Narkom did not hear. He was gone already—down the deck to the cabin of the wireless operator. In another moment he had passed in, shut the door behind him, and the Law at sea was talking to the Law ashore through the blue ether and across the moonlit waves.


It was ten minutes later. The message had gone its way and Narkom was back in the lifeboat’s shadow again, and close on the bows the lamps of Calais pier shone yellow in the blue-and-silver darkness. On the deck below people were bustling about and making for the place where the gangplank was to be thrust out presently, and link boat and shore together. On the quay, customs officials were making ready for the coming inspection, porters were scuttling about in their blue smocks and peaked caps, and, back of all, the outlines of Calais Town loomed, shadowy and grim through the crowding gloom.

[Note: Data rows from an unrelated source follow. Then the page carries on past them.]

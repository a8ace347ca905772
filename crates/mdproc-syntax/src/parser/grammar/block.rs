//! Block-level grammar rules.

use crate::ast::Node;
use crate::lexer::TokenKind;
use crate::parser::Cursor;

use super::Parsed;
use super::inline::{self, InlineRun};

/// Parse a top-level block.
pub(super) fn block<'t, 'i>(c: Cursor<'t, 'i>) -> Parsed<'t, 'i> {
    paragraph(c, None)
        .or_else(|| heading(c))
        .or_else(|| html_block(c))
        .or_else(|| blockquote(c))
}

/// Parse a block nested in a quote opened by `marker`.
fn quoted_block<'t, 'i>(c: Cursor<'t, 'i>, marker: &str) -> Parsed<'t, 'i> {
    paragraph(c, Some(marker))
        .or_else(|| heading(c))
        .or_else(|| html_block(c))
}

/// Check if a line starting here opens a block other than a paragraph.
fn interrupts_paragraph(c: Cursor<'_, '_>) -> bool {
    match c.kind() {
        Some(TokenKind::Heading | TokenKind::Quote) => true,
        Some(TokenKind::Html) => is_html_line(c),
        _ => false,
    }
}

/// Check if the line is a single HTML tag other than a break.
fn is_html_line(c: Cursor<'_, '_>) -> bool {
    c.peek()
        .is_some_and(|t| t.kind == TokenKind::Html && !t.is_break())
        && c.advance().at_line_end()
}

/// Step over a line terminator, if there is one.
fn eat_line_end<'t, 'i>(c: Cursor<'t, 'i>) -> Cursor<'t, 'i> {
    if c.kind().is_some_and(TokenKind::is_line_end) {
        c.advance()
    } else {
        c
    }
}

/// Parse an ATX heading.
///
/// A marker followed by nothing but the line end is not a heading.
fn heading<'t, 'i>(c: Cursor<'t, 'i>) -> Parsed<'t, 'i> {
    let (c, marker) = c.eat(TokenKind::Heading)?;

    let mut run = InlineRun::default();
    let c = inline::inline_until_line_end(c, &mut run);
    if run.is_empty() {
        return None;
    }

    let level = marker.text.chars().count();
    Some((eat_line_end(c), Node::heading(level, run.finish())))
}

/// Parse a line holding only a raw HTML tag.
fn html_block<'t, 'i>(c: Cursor<'t, 'i>) -> Parsed<'t, 'i> {
    if !is_html_line(c) {
        return None;
    }
    let (c, tag) = c.eat(TokenKind::Html)?;
    Some((eat_line_end(c), Node::Html(tag.text.to_string())))
}

/// Parse a paragraph.
///
/// A single line end is a soft break. The paragraph ends at a blank line, at
/// the end of input, or before a line that opens another block. The blank line
/// itself is left for the caller.
///
/// Inside a quote (`quote` is the enclosing marker) a line continues the
/// paragraph only when it repeats exactly that marker followed by inline
/// content.
fn paragraph<'t, 'i>(c: Cursor<'t, 'i>, quote: Option<&str>) -> Parsed<'t, 'i> {
    if c.at_line_end() || interrupts_paragraph(c) {
        return None;
    }

    let mut run = InlineRun::default();
    let mut c = c;
    loop {
        c = inline::inline_until_line_end(c, &mut run);
        if !c.at_line_end() || c.at_end() {
            break;
        }

        // Consume the terminator: a soft break
        c = c.advance();
        run.line_break();

        // Blank line ends the paragraph
        if c.at_line_end() {
            break;
        }

        match quote {
            None if interrupts_paragraph(c) => break,
            None => {}
            Some(marker) => {
                let continues = c
                    .eat(TokenKind::Quote)
                    .filter(|(next, t)| {
                        t.text == marker && !next.at_line_end() && !interrupts_paragraph(*next)
                    });
                match continues {
                    Some((next, _)) => c = next,
                    None => break,
                }
            }
        }
    }

    if run.is_empty() {
        return None;
    }
    Some((c, Node::paragraph(run.finish())))
}

/// Parse a block quote.
///
/// The opening marker fixes the depth. Following lines stay in this quote
/// while they repeat the exact marker. A longer marker opens a child quote.
/// A shorter one ends this quote and is left unconsumed for the enclosing
/// quote or the document.
pub(super) fn blockquote<'t, 'i>(c: Cursor<'t, 'i>) -> Parsed<'t, 'i> {
    let (mut c, open) = c.eat(TokenKind::Quote)?;
    let marker = open.text;
    let mut children = Vec::new();

    loop {
        // Rest of a line opened by our own marker
        if c.at_line_end() {
            c = eat_line_end(c);
        } else {
            match quoted_block(c, marker) {
                Some((next, node)) => {
                    children.push(node);
                    c = next;
                }
                None => break,
            }
        }

        // Deeper markers nest as child quotes
        while let Some(t) = c.peek()
            && t.kind == TokenKind::Quote
            && t.text.len() > marker.len()
        {
            let Some((next, node)) = blockquote(c) else {
                break;
            };
            children.push(node);
            c = next;
        }

        match c.eat(TokenKind::Quote) {
            Some((next, t)) if t.text == marker => c = next,
            _ => break,
        }
    }

    Some((c, Node::block_quote(marker, children)))
}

The loneliness of the upper deck offered its attractions to the Mauravanian and to Margot, and in the emptiness of it they met again—within earshot of the lifeboat where Narkom and the boy lay hidden—for one brief word before they went ashore.

“So, you have read: you understand how useless it was?” the Mauravanian said, joining her again at the deckhouse, where she stood with the crumpled newspaper in her hand. “His Majesty’s purse cannot be lightened of all that promised sum for any such bungle as this. Speak quickly; where may we go to talk in safety? I cannot risk it here—I will not risk it in the train. Must we wait until we reach Paris, mademoiselle? Or have you a lair of your own here?”

“I have ‘lairs,’ as you term them, in half the cities of France, Monsieur le Comte,” she answered with a vicious little note of resentment in her voice. “And I do not work for nothing—no, not I! I paid for my adherence to his Majesty’s Prime Minister and I intend to be paid for my services to his Majesty’s self, even though I have this once failed. It must be settled, that question, at once and for all—now—to-night.”

“I guessed it would be like that,” he answered, with a jerk of his shoulders. “Where shall it be, then? Speak quickly. They are making the landing and I must not be seen talking with you after we go ashore. Where, then?”

“At the Inn of the Seven Sinners—on the Quai d’Lorme—a gunshot distant. Any cocher will take you there.”